= Instructions for the task =
A single stretch of the material below is to be transcribed exactly, starting at the line with "player's cumulative counters." and ending after the line with "snapshot originates from".

= Material to process =
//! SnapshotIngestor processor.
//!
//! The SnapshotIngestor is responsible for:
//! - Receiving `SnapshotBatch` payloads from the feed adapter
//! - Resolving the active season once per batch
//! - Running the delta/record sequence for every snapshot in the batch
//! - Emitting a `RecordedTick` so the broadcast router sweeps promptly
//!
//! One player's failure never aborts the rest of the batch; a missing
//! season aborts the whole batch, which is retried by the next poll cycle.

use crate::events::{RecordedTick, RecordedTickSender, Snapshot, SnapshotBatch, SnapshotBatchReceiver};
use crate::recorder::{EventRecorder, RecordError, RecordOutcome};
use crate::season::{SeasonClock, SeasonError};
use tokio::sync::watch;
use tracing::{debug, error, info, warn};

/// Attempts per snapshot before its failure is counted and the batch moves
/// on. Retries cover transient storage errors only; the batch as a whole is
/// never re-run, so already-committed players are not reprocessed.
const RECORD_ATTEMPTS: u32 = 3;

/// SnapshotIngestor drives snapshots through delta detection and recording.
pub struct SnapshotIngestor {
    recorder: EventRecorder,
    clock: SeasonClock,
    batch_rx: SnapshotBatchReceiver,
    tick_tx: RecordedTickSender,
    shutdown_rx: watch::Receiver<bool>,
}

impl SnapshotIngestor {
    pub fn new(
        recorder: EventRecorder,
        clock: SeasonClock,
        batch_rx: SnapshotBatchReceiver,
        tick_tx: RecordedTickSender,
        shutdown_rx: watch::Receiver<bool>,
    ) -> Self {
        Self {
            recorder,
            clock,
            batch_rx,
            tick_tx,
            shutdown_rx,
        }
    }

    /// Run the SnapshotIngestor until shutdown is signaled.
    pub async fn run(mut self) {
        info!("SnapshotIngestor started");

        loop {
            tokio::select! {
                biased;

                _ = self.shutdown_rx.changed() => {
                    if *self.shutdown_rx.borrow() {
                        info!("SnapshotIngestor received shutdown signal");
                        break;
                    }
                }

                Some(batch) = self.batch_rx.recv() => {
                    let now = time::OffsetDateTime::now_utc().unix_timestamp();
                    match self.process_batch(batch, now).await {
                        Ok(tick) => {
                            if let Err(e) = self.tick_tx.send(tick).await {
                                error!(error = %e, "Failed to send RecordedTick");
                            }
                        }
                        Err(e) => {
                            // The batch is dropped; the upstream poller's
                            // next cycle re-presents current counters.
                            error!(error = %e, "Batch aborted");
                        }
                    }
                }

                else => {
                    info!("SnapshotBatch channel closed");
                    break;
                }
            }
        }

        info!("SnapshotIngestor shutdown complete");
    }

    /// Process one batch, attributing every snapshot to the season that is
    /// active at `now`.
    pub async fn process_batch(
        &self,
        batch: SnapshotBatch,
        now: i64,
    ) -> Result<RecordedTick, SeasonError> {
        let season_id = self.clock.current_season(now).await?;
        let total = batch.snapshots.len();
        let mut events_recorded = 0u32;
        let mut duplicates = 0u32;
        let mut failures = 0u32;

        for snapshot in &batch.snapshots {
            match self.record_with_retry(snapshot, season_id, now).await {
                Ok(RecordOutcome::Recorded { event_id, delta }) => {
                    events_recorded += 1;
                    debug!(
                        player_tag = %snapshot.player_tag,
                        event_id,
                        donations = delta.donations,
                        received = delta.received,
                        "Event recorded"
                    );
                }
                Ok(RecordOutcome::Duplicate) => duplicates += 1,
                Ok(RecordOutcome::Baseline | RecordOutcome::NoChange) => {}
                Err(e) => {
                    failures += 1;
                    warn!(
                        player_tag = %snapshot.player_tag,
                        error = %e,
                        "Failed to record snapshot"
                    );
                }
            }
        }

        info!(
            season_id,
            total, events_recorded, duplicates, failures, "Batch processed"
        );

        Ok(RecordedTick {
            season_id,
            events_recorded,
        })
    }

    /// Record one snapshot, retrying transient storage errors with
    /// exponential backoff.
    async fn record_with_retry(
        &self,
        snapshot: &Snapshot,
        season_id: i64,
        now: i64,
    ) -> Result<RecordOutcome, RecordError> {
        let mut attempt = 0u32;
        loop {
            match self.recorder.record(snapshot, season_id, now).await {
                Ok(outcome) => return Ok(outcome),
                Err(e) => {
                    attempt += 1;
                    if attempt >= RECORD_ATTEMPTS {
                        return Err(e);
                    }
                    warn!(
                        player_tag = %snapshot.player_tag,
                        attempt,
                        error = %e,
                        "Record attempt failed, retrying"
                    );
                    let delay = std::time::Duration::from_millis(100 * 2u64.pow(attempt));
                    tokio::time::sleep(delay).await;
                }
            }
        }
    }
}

...

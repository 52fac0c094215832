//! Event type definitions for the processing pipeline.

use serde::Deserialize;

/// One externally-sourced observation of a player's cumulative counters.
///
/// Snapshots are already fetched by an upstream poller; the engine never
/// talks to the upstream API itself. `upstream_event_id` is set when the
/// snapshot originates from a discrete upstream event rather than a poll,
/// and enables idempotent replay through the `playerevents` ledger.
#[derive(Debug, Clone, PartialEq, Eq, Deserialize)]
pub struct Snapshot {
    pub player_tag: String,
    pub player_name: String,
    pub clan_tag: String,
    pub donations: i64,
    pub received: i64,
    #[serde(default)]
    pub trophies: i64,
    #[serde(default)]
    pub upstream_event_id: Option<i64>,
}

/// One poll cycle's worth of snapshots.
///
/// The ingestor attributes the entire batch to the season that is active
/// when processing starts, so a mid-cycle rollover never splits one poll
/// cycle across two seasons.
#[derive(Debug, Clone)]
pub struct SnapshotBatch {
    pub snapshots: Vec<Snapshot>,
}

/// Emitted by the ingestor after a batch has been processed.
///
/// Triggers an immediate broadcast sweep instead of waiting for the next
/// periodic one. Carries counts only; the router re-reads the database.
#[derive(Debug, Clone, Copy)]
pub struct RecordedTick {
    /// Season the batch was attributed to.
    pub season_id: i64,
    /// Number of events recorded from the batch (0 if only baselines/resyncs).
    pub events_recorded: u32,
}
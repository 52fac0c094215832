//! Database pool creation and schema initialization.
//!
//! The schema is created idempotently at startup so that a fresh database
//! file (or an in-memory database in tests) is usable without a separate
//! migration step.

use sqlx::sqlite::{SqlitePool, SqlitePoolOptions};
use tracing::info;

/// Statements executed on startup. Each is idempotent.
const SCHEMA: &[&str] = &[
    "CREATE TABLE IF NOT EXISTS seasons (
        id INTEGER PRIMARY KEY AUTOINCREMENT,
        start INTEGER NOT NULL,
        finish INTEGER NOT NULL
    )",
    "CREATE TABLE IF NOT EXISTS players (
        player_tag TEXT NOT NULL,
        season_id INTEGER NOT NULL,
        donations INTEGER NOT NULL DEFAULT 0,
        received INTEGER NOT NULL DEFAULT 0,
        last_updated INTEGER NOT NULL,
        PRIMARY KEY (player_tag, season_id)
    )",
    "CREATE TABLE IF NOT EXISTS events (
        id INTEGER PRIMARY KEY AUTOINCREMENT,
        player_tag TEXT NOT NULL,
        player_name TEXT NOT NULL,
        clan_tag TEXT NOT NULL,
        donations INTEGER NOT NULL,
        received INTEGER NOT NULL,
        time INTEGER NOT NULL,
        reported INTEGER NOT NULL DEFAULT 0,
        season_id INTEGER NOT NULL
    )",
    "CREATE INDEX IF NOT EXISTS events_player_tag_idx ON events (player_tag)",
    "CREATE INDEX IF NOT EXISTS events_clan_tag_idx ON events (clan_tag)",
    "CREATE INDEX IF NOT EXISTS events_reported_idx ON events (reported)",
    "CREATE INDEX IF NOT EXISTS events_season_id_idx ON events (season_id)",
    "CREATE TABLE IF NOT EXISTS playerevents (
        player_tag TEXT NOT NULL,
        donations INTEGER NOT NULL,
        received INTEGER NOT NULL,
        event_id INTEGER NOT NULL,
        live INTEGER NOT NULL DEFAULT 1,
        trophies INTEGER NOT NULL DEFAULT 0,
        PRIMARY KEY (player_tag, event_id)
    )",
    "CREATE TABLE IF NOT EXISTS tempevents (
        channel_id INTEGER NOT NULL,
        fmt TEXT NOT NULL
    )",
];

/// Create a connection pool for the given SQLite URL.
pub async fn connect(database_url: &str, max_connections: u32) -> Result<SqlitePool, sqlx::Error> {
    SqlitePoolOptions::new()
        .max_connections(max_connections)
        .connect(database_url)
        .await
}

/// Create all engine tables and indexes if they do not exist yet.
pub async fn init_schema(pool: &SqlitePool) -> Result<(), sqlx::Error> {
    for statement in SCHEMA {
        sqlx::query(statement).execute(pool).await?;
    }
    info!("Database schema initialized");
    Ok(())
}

* * *

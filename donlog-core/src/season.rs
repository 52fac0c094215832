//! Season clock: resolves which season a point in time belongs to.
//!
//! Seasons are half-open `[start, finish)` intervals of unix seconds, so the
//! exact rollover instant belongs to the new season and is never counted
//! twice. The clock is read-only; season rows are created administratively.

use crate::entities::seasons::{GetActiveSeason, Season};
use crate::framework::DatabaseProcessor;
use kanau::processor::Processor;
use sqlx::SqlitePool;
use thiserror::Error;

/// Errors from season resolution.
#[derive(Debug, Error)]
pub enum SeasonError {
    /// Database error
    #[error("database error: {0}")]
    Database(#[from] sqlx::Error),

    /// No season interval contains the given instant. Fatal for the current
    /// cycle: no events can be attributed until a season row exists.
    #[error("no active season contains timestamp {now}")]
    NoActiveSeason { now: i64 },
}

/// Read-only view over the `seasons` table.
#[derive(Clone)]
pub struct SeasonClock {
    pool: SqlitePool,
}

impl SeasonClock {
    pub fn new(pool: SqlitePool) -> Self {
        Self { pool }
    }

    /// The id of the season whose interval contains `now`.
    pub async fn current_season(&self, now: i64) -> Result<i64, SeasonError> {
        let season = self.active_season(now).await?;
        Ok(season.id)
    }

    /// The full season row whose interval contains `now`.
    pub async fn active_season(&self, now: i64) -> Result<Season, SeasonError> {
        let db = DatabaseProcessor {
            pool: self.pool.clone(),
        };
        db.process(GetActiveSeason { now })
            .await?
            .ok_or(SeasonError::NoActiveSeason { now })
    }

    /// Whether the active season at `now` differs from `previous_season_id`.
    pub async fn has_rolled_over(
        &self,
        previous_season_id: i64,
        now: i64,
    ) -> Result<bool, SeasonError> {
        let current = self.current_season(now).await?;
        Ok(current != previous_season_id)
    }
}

= Task response =
/// One externally-sourced observation of a player's cumulative counters.
///
/// Snapshots are already fetched by an upstream poller; the engine never
/// talks to the upstream API itself. `upstream_event_id` is set when the
/// snapshot originates from a discrete upstream event rather than a poll,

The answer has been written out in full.